*** Begin section ***
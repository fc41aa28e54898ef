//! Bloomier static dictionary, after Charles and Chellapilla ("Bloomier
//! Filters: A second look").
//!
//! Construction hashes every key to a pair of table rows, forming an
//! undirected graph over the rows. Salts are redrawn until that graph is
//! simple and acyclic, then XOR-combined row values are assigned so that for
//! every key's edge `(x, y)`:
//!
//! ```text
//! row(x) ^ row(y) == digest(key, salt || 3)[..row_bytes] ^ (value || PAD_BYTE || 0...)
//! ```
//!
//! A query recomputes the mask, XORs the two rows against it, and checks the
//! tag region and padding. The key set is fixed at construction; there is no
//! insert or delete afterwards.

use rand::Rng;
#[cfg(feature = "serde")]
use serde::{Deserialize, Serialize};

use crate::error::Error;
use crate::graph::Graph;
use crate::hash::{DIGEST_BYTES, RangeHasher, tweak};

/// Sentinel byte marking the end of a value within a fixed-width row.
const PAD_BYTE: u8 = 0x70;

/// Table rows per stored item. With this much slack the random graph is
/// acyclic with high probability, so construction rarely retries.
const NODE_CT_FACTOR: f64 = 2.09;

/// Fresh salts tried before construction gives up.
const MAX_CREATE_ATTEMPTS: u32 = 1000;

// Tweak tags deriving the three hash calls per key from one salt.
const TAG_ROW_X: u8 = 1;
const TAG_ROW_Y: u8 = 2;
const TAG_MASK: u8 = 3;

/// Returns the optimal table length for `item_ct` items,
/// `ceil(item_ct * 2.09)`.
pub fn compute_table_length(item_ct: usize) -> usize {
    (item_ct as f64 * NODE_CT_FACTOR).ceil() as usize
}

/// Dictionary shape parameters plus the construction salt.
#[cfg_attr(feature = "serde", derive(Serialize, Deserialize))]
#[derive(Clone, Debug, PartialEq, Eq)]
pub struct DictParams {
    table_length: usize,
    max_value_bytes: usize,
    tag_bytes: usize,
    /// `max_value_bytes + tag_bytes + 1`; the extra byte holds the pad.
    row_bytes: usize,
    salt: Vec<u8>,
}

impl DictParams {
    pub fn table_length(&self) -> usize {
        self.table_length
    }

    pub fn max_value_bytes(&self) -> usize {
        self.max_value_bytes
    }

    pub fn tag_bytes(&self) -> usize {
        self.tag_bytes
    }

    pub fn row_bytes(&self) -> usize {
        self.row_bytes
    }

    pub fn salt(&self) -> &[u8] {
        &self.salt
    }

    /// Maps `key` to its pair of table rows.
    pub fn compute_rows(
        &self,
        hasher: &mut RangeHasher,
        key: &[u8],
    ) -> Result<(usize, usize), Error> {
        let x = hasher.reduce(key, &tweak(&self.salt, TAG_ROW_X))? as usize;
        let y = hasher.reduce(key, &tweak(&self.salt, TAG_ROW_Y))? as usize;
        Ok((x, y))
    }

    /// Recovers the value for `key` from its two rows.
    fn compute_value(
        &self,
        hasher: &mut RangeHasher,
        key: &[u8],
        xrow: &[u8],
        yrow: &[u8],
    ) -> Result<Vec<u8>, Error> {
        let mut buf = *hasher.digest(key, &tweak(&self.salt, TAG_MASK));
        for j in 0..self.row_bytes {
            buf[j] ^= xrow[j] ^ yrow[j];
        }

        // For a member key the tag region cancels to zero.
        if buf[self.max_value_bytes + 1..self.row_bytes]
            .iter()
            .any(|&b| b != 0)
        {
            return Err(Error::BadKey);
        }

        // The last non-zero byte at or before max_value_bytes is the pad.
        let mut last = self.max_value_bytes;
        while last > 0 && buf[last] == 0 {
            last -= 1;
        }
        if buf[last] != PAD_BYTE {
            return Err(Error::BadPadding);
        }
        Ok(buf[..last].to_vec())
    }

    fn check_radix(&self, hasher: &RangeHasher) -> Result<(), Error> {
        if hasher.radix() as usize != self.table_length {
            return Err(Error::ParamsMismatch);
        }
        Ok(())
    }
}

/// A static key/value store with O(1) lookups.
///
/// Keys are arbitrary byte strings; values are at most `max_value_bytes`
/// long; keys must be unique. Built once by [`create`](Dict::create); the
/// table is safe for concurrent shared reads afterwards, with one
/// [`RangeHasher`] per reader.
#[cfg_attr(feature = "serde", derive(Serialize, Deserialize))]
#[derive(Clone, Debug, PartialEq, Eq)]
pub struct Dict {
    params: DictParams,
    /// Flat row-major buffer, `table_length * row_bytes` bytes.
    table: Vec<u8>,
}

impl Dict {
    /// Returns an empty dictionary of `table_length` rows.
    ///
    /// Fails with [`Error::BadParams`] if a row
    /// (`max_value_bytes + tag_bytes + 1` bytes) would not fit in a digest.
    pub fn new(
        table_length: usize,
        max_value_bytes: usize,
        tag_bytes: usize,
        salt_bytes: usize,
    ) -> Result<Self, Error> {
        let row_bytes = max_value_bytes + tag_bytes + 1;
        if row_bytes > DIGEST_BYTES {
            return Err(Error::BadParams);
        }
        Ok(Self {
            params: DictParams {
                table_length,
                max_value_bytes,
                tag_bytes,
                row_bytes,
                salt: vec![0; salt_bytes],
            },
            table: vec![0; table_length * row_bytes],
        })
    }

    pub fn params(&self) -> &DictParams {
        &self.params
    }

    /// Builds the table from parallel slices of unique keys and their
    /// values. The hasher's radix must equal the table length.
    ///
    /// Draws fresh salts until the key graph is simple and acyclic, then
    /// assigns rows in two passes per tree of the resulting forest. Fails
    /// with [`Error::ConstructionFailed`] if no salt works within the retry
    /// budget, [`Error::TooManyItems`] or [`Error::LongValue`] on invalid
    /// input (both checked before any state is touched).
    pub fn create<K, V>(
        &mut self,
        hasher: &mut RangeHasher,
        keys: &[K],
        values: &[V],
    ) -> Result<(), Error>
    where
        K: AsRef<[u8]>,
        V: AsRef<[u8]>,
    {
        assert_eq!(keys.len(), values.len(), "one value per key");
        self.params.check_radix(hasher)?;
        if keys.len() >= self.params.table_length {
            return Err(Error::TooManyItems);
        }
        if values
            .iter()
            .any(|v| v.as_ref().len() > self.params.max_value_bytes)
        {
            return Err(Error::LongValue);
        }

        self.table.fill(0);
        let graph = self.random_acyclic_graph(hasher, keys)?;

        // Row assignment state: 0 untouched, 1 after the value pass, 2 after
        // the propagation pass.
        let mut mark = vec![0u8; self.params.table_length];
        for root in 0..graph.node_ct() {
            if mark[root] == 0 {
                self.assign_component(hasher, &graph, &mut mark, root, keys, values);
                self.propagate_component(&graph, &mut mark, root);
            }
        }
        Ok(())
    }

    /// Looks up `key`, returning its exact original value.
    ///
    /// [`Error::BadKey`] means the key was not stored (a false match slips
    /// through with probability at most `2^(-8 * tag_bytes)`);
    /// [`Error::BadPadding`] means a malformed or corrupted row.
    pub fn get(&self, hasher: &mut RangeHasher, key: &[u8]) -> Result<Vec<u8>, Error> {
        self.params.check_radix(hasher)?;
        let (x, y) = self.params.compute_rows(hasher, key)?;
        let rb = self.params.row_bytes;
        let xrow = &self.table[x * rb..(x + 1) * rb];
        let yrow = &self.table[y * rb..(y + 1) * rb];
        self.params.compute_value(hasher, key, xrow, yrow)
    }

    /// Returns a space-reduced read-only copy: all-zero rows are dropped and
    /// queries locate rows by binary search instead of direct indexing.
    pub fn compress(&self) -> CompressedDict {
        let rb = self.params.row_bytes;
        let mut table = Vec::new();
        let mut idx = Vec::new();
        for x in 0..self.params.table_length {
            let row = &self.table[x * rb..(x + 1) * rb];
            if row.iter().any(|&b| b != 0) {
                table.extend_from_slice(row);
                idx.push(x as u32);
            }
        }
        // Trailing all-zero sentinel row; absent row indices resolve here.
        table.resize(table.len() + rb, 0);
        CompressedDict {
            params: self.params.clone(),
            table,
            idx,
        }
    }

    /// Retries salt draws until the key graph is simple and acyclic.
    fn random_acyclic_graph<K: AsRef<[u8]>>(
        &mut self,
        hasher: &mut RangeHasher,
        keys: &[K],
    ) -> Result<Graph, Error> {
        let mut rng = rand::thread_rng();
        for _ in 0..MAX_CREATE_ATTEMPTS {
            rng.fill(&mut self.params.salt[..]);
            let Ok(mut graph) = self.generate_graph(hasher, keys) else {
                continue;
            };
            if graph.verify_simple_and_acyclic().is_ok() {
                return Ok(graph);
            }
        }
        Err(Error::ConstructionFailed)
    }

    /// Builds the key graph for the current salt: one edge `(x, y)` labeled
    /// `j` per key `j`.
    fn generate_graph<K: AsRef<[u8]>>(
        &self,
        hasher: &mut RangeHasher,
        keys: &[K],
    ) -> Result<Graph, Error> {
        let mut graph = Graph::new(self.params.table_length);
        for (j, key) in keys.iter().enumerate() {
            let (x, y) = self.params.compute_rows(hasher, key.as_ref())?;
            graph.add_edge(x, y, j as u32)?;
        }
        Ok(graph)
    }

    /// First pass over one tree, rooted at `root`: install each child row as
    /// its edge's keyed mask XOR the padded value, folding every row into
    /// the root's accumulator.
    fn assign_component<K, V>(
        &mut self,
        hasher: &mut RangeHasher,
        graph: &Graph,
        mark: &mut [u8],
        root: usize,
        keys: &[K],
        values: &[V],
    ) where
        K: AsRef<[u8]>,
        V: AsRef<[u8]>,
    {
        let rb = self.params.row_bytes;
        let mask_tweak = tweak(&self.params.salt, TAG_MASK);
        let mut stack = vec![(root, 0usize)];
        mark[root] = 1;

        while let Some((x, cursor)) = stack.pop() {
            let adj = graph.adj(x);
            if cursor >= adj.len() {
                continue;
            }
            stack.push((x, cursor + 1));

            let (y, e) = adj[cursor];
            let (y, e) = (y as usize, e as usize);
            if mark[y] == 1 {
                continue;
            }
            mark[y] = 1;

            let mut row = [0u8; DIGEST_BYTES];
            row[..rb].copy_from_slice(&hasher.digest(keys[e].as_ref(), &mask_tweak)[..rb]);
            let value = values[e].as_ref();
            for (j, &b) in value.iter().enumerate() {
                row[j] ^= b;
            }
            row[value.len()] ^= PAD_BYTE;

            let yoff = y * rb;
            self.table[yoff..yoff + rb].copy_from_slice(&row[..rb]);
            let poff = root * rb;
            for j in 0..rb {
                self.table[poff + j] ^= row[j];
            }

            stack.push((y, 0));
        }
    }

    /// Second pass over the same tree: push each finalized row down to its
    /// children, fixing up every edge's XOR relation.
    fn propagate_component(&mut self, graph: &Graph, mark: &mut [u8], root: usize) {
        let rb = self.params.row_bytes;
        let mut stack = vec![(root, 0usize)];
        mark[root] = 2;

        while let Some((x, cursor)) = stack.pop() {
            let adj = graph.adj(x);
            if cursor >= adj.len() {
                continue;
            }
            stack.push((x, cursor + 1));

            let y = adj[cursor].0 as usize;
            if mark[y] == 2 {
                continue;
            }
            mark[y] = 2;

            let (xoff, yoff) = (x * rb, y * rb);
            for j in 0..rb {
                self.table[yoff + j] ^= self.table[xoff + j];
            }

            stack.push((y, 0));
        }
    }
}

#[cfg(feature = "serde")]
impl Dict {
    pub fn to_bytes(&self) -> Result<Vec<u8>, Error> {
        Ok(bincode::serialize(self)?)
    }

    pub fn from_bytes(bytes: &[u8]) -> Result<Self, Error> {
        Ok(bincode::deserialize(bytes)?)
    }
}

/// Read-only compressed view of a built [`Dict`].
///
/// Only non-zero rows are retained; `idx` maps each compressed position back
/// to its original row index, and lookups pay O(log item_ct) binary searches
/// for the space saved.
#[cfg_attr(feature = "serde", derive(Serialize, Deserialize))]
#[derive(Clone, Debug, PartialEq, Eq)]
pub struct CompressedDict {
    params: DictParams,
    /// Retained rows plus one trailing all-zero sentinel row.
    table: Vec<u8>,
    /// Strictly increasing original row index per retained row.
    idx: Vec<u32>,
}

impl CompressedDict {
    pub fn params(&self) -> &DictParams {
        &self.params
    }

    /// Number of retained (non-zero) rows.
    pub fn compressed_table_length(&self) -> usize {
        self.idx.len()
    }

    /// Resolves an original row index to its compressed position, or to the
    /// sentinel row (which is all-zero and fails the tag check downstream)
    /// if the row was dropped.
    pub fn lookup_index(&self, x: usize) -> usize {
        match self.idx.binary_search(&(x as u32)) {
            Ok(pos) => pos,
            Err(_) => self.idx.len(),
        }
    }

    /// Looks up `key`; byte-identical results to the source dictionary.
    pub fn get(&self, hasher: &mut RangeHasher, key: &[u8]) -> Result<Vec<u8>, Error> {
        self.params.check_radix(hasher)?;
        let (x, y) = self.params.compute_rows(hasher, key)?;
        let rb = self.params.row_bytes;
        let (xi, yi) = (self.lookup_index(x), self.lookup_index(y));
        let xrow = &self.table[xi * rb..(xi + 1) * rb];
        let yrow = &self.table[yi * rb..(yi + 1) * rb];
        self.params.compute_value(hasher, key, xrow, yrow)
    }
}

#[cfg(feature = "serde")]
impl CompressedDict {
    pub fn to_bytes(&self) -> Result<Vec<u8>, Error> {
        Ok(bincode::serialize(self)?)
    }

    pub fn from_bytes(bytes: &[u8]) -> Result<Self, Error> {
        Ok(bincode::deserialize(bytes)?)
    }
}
*** End section ***
== What the task requires ==
Filter the entries above down to the lines that hold the word "yoff", and copy those lines.

== Solution to the exercise ==
            let yoff = y * rb;
            self.table[yoff..yoff + rb].copy_from_slice(&row[..rb]);
            let (xoff, yoff) = (x * rb, y * rb);
                self.table[yoff + j] ^= self.table[xoff + j];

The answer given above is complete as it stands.